--- Material for the task Enclosed Below ---
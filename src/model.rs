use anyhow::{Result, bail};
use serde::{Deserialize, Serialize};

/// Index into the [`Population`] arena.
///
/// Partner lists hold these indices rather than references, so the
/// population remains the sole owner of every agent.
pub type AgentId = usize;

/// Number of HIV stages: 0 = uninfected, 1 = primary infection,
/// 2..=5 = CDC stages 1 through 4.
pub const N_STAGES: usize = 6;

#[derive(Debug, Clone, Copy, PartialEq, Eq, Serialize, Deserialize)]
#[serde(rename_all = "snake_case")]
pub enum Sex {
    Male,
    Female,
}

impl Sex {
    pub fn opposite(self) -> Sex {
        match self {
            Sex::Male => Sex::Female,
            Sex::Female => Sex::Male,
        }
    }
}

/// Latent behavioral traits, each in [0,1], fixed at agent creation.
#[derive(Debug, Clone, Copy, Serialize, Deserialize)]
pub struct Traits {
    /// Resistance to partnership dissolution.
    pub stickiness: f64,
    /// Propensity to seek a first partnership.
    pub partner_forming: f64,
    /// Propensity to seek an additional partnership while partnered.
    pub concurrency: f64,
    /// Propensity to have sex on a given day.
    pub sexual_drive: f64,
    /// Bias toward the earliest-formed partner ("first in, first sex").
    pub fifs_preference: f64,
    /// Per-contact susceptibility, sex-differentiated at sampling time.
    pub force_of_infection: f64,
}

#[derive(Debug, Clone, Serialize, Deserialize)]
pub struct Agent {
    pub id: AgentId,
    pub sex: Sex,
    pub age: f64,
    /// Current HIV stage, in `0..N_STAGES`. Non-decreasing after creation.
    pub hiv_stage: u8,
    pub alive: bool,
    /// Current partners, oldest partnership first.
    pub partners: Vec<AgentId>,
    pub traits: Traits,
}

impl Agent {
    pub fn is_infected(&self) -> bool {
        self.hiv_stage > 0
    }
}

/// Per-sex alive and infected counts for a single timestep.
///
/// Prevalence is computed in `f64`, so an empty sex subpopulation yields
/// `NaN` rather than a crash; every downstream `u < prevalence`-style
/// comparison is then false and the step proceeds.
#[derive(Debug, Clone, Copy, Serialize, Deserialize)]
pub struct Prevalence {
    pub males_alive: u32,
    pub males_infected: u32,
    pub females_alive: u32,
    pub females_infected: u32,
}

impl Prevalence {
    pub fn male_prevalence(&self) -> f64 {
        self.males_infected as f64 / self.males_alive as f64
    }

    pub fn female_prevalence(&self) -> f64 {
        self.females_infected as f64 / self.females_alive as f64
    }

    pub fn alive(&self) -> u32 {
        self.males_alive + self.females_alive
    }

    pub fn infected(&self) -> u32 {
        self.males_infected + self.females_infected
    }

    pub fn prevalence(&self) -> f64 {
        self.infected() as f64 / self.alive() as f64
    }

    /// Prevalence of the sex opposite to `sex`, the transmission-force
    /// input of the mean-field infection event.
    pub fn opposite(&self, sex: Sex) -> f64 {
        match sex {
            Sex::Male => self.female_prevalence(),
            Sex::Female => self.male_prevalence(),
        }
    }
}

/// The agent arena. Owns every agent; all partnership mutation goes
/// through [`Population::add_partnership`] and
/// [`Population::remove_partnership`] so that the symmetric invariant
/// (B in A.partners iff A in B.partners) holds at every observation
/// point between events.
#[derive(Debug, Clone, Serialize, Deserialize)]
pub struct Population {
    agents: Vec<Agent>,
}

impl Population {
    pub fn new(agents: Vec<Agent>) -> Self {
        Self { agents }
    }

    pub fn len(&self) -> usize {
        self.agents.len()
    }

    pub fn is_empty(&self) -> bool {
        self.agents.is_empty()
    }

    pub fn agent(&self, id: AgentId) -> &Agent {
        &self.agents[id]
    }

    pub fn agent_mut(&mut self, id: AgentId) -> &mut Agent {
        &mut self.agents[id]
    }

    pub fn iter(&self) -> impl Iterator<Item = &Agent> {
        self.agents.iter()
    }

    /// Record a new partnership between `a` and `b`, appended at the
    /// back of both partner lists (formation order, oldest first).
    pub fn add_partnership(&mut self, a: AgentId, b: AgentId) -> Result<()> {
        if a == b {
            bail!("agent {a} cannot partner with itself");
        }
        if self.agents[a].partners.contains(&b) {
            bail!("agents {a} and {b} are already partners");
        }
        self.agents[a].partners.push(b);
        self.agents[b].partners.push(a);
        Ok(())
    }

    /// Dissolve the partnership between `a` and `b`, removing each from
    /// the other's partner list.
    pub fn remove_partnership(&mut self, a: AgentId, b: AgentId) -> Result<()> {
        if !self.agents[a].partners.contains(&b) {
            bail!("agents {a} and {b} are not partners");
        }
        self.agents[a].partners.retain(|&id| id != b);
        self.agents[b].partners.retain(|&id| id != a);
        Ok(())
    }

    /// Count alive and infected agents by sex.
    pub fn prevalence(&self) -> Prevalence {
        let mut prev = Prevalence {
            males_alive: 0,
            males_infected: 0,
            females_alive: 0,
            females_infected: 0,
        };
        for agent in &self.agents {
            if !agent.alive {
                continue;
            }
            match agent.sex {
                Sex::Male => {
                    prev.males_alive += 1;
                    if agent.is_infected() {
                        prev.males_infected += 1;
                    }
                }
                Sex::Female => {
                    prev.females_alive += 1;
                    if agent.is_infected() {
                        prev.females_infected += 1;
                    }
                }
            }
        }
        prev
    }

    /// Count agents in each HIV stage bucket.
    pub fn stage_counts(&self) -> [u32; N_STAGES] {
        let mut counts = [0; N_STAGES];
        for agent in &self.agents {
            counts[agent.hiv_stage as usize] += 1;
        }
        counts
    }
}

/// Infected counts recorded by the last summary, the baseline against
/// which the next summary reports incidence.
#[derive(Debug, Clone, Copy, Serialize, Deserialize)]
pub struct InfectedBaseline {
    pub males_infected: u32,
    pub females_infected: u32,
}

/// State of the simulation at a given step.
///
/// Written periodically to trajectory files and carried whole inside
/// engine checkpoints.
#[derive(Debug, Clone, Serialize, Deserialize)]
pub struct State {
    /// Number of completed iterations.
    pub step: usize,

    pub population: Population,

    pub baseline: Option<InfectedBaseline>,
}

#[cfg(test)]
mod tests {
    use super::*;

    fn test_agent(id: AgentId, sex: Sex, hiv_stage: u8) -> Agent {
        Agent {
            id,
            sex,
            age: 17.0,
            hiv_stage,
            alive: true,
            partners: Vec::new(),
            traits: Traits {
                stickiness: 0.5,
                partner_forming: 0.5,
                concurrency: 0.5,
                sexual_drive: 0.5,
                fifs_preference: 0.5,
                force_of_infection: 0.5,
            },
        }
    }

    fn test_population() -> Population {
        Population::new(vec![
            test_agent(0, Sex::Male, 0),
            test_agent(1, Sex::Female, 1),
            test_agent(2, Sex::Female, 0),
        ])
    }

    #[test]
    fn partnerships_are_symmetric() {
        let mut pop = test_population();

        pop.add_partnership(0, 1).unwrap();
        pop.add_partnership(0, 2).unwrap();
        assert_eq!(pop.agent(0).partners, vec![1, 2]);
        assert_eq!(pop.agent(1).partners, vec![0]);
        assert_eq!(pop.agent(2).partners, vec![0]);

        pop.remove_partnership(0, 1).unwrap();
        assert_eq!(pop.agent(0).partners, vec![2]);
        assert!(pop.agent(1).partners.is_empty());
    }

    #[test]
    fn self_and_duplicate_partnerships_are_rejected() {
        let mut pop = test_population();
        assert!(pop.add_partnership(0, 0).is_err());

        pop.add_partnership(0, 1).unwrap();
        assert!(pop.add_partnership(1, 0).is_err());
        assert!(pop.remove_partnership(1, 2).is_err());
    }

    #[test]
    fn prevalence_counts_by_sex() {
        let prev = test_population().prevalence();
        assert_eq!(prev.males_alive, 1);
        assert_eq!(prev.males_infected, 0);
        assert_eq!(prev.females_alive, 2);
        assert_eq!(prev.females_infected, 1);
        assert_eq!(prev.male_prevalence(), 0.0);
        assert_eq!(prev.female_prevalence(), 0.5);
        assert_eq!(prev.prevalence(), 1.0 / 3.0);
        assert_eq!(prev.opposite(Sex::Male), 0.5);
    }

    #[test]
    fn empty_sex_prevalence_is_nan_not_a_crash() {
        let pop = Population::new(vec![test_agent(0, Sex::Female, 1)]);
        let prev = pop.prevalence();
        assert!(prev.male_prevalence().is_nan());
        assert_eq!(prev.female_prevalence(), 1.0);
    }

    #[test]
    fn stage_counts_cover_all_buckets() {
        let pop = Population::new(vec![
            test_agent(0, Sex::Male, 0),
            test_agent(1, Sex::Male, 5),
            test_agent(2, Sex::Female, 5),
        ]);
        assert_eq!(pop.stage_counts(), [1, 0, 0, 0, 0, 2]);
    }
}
--- End of Enclosed Material for the task ---
» Your instructions:
Each line above from the one with "pub fn opposite(self)" up to and including the one with "rather than a" must be set down exactly, and no line outside that span may appear.

» Answer:
    pub fn opposite(self) -> Sex {
        match self {
            Sex::Male => Sex::Female,
            Sex::Female => Sex::Male,
        }
    }
}

/// Latent behavioral traits, each in [0,1], fixed at agent creation.
#[derive(Debug, Clone, Copy, Serialize, Deserialize)]
pub struct Traits {
    /// Resistance to partnership dissolution.
    pub stickiness: f64,
    /// Propensity to seek a first partnership.
    pub partner_forming: f64,
    /// Propensity to seek an additional partnership while partnered.
    pub concurrency: f64,
    /// Propensity to have sex on a given day.
    pub sexual_drive: f64,
    /// Bias toward the earliest-formed partner ("first in, first sex").
    pub fifs_preference: f64,
    /// Per-contact susceptibility, sex-differentiated at sampling time.
    pub force_of_infection: f64,
}

#[derive(Debug, Clone, Serialize, Deserialize)]
pub struct Agent {
    pub id: AgentId,
    pub sex: Sex,
    pub age: f64,
    /// Current HIV stage, in `0..N_STAGES`. Non-decreasing after creation.
    pub hiv_stage: u8,
    pub alive: bool,
    /// Current partners, oldest partnership first.
    pub partners: Vec<AgentId>,
    pub traits: Traits,
}

impl Agent {
    pub fn is_infected(&self) -> bool {
        self.hiv_stage > 0
    }
}

/// Per-sex alive and infected counts for a single timestep.
///
/// Prevalence is computed in `f64`, so an empty sex subpopulation yields
/// `NaN` rather than a crash; every downstream `u < prevalence`-style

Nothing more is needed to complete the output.